Return every line from the records below in which the word "true" is found.
--*--
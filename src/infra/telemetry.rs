use std::{sync::Once, time::Instant};

use metrics::{Unit, describe_counter, describe_histogram, histogram};
use tracing_error::ErrorLayer;
use tracing_subscriber::{
    EnvFilter, fmt,
    layer::{Layer, SubscriberExt},
    util::SubscriberInitExt,
};

use crate::config::{LogFormat, LoggingSettings};

use super::error::InfraError;

pub const STARTUP_STEP_MS: &str = "bookshelf_startup_step_ms";
pub const PUBSUB_TOPIC_CREATED_TOTAL: &str = "bookshelf_pubsub_topic_created_total";

static METRIC_DESCRIPTIONS: Once = Once::new();

/// Install a global tracing subscriber using the provided logging settings.
pub fn init(logging: &LoggingSettings) -> Result<(), InfraError> {
    describe_metrics();

    let env_filter = EnvFilter::builder()
        .with_default_directive(logging.level.into())
        .from_env_lossy();

    let fmt_layer = match logging.format {
        LogFormat::Json => fmt::layer()
            .json()
            .with_current_span(true)
            .with_span_list(true)
            .with_target(true)
            .boxed(),
        LogFormat::Compact => fmt::layer().compact().with_target(true).boxed(),
    };

    tracing_subscriber::registry()
        .with(env_filter)
        .with(ErrorLayer::default())
        .with(fmt_layer)
        .try_init()
        .map_err(|err| {
            InfraError::telemetry(format!("failed to install tracing subscriber: {err}"))
        })
}

/// Wall-clock timer for one bootstrap step, recorded when [`StepTimer::finish`] is called.
#[derive(Debug)]
pub struct StepTimer {
    step: &'static str,
    started: Instant,
}

impl StepTimer {
    pub fn start(step: &'static str) -> Self {
        Self {
            step,
            started: Instant::now(),
        }
    }

    pub fn finish(self) -> f64 {
        let elapsed_ms = self.started.elapsed().as_secs_f64() * 1000.0;
        histogram!(STARTUP_STEP_MS, "step" => self.step).record(elapsed_ms);
        elapsed_ms
    }
}

fn describe_metrics() {
    METRIC_DESCRIPTIONS.call_once(|| {
        describe_histogram!(
            STARTUP_STEP_MS,
            Unit::Milliseconds,
            "Time spent constructing each startup handle."
        );
        describe_counter!(
            PUBSUB_TOPIC_CREATED_TOTAL,
            Unit::Count,
            "Number of times startup had to create the Pub/Sub topic."
        );
    });
}
//! Google OAuth2 client configuration for the sign-in flow.

use std::fmt;

use serde::Deserialize;
use tracing::debug;
use url::Url;

use crate::config::{OAuthSettings, RuntimeEnv, SecretString};

use super::error::InfraError;

pub const AUTH_URL: &str = "https://accounts.google.com/o/oauth2/auth";
pub const TOKEN_URL: &str = "https://oauth2.googleapis.com/token";
pub const DEFAULT_REDIRECT_URL: &str = "http://localhost:8080/oauth2callback";
pub const SCOPES: [&str; 2] = ["email", "profile"];

/// Pick the redirect URL: `OAUTH2_CALLBACK`, then the configured value, then the local default.
pub fn resolve_redirect_url<'a>(
    env_override: Option<&'a str>,
    configured: Option<&'a str>,
) -> &'a str {
    env_override
        .filter(|url| !url.is_empty())
        .or_else(|| configured.filter(|url| !url.is_empty()))
        .unwrap_or(DEFAULT_REDIRECT_URL)
}

#[derive(Clone)]
pub struct OAuthConfig {
    client_id: String,
    client_secret: SecretString,
    redirect_url: Url,
    auth_url: Url,
    token_url: Url,
    scopes: Vec<String>,
    http: reqwest::Client,
}

impl fmt::Debug for OAuthConfig {
    fn fmt(&self, f: &mut fmt::Formatter<'_>) -> fmt::Result {
        f.debug_struct("OAuthConfig")
            .field("client_id", &self.client_id)
            .field("client_secret", &self.client_secret)
            .field("redirect_url", &self.redirect_url.as_str())
            .field("scopes", &self.scopes)
            .finish_non_exhaustive()
    }
}

/// Token returned by the provider's token endpoint.
#[derive(Clone, Deserialize)]
pub struct Token {
    pub access_token: String,
    #[serde(default)]
    pub token_type: String,
    #[serde(default)]
    pub expires_in: Option<u64>,
    #[serde(default)]
    pub refresh_token: Option<String>,
    #[serde(default)]
    pub id_token: Option<String>,
}

impl fmt::Debug for Token {
    fn fmt(&self, f: &mut fmt::Formatter<'_>) -> fmt::Result {
        f.debug_struct("Token")
            .field("token_type", &self.token_type)
            .field("expires_in", &self.expires_in)
            .finish_non_exhaustive()
    }
}

fn parse_url(value: &str, what: &str) -> Result<Url, InfraError> {
    Url::parse(value).map_err(|err| InfraError::oauth(format!("invalid {what} `{value}`: {err}")))
}

impl OAuthConfig {
    pub fn from_settings(settings: &OAuthSettings, env: &RuntimeEnv) -> Result<Self, InfraError> {
        let redirect = resolve_redirect_url(env.oauth2_callback(), settings.redirect_url.as_deref());
        debug!(target: "bookshelf::startup", redirect_url = redirect, "resolved oauth redirect");

        Ok(Self {
            client_id: settings.client_id.clone(),
            client_secret: settings.client_secret.clone(),
            redirect_url: parse_url(redirect, "redirect url")?,
            auth_url: parse_url(AUTH_URL, "authorization url")?,
            token_url: parse_url(TOKEN_URL, "token url")?,
            scopes: SCOPES.iter().map(|scope| scope.to_string()).collect(),
            http: reqwest::Client::new(),
        })
    }

    pub fn client_id(&self) -> &str {
        &self.client_id
    }

    pub fn redirect_url(&self) -> &Url {
        &self.redirect_url
    }

    pub fn scopes(&self) -> &[String] {
        &self.scopes
    }

    /// Consent page URL that returns `state` to the redirect URL.
    pub fn authorization_url(&self, state: &str) -> Url {
        let mut url = self.auth_url.clone();
        url.query_pairs_mut()
            .append_pair("access_type", "online")
            .append_pair("client_id", &self.client_id)
            .append_pair("prompt", "consent")
            .append_pair("redirect_uri", self.redirect_url.as_str())
            .append_pair("response_type", "code")
            .append_pair("scope", &self.scopes.join(" "))
            .append_pair("state", state);
        url
    }

    /// Exchange an authorization code for a token.
    pub async fn exchange(&self, code: &str) -> Result<Token, InfraError> {
        let body = url::form_urlencoded::Serializer::new(String::new())
            .append_pair("grant_type", "authorization_code")
            .append_pair("code", code)
            .append_pair("redirect_uri", self.redirect_url.as_str())
            .append_pair("client_id", &self.client_id)
            .append_pair("client_secret", self.client_secret.expose())
            .finish();

        let response = self
            .http
            .post(self.token_url.clone())
            .header(
                reqwest::header::CONTENT_TYPE,
                "application/x-www-form-urlencoded",
            )
            .body(body)
            .send()
            .await
            .map_err(|err| InfraError::oauth(format!("token exchange failed: {err}")))?;

        let status = response.status();
        if !status.is_success() {
            let detail = response.text().await.unwrap_or_default();
            return Err(InfraError::oauth(format!(
                "token endpoint returned {status}: {detail}"
            )));
        }

        response
            .json()
            .await
            .map_err(|err| InfraError::oauth(format!("malformed token response: {err}")))
    }
}
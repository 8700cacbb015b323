//! Repository traits describing persistence adapters.

use std::fmt;

use async_trait::async_trait;
use thiserror::Error;

use crate::domain::books::{Book, BookId};
use crate::domain::error::DomainError;

#[derive(Debug, Error)]
pub enum RepoError {
    #[error("persistence error: {0}")]
    Persistence(String),
    #[error("book {id} not found")]
    NotFound { id: BookId },
    #[error("invalid input: {message}")]
    InvalidInput { message: String },
    #[error("database timeout")]
    Timeout,
}

impl RepoError {
    pub fn from_persistence(err: impl fmt::Display) -> Self {
        Self::Persistence(err.to_string())
    }

    pub fn not_found(id: BookId) -> Self {
        Self::NotFound { id }
    }
}

impl From<DomainError> for RepoError {
    fn from(err: DomainError) -> Self {
        Self::InvalidInput {
            message: err.to_string(),
        }
    }
}

/// Which concrete backend sits behind a [`BookDatabase`].
#[derive(Debug, Clone, Copy, PartialEq, Eq)]
pub enum BackendKind {
    Memory,
    MySql,
    Mongo,
    Datastore,
}

impl BackendKind {
    pub fn as_str(self) -> &'static str {
        match self {
            BackendKind::Memory => "memory",
            BackendKind::MySql => "mysql",
            BackendKind::Mongo => "mongo",
            BackendKind::Datastore => "datastore",
        }
    }

    /// Whether state written by one process is visible to another process.
    pub fn shares_state_across_processes(self) -> bool {
        !matches!(self, BackendKind::Memory)
    }
}

impl fmt::Display for BackendKind {
    fn fmt(&self, f: &mut fmt::Formatter<'_>) -> fmt::Result {
        f.write_str(self.as_str())
    }
}

/// Capability set for persisting and retrieving books.
#[async_trait]
pub trait BookDatabase: Send + Sync {
    /// All books ordered by title.
    async fn list_books(&self) -> Result<Vec<Book>, RepoError>;

    /// Books created by the given user, ordered by title.
    async fn list_books_created_by(&self, user_id: &str) -> Result<Vec<Book>, RepoError>;

    async fn get_book(&self, id: BookId) -> Result<Book, RepoError>;

    /// Store a new book and return the identifier the backend assigned.
    async fn add_book(&self, book: &Book) -> Result<BookId, RepoError>;

    async fn update_book(&self, book: &Book) -> Result<(), RepoError>;

    async fn delete_book(&self, id: BookId) -> Result<(), RepoError>;

    /// Release pooled connections. Further calls after `close` are undefined.
    async fn close(&self);

    fn backend(&self) -> BackendKind;
}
--*--
▶ **ANSWER SPACE**
            .with_current_span(true)
            .with_span_list(true)
            .with_target(true)
        LogFormat::Compact => fmt::layer().compact().with_target(true).boxed(),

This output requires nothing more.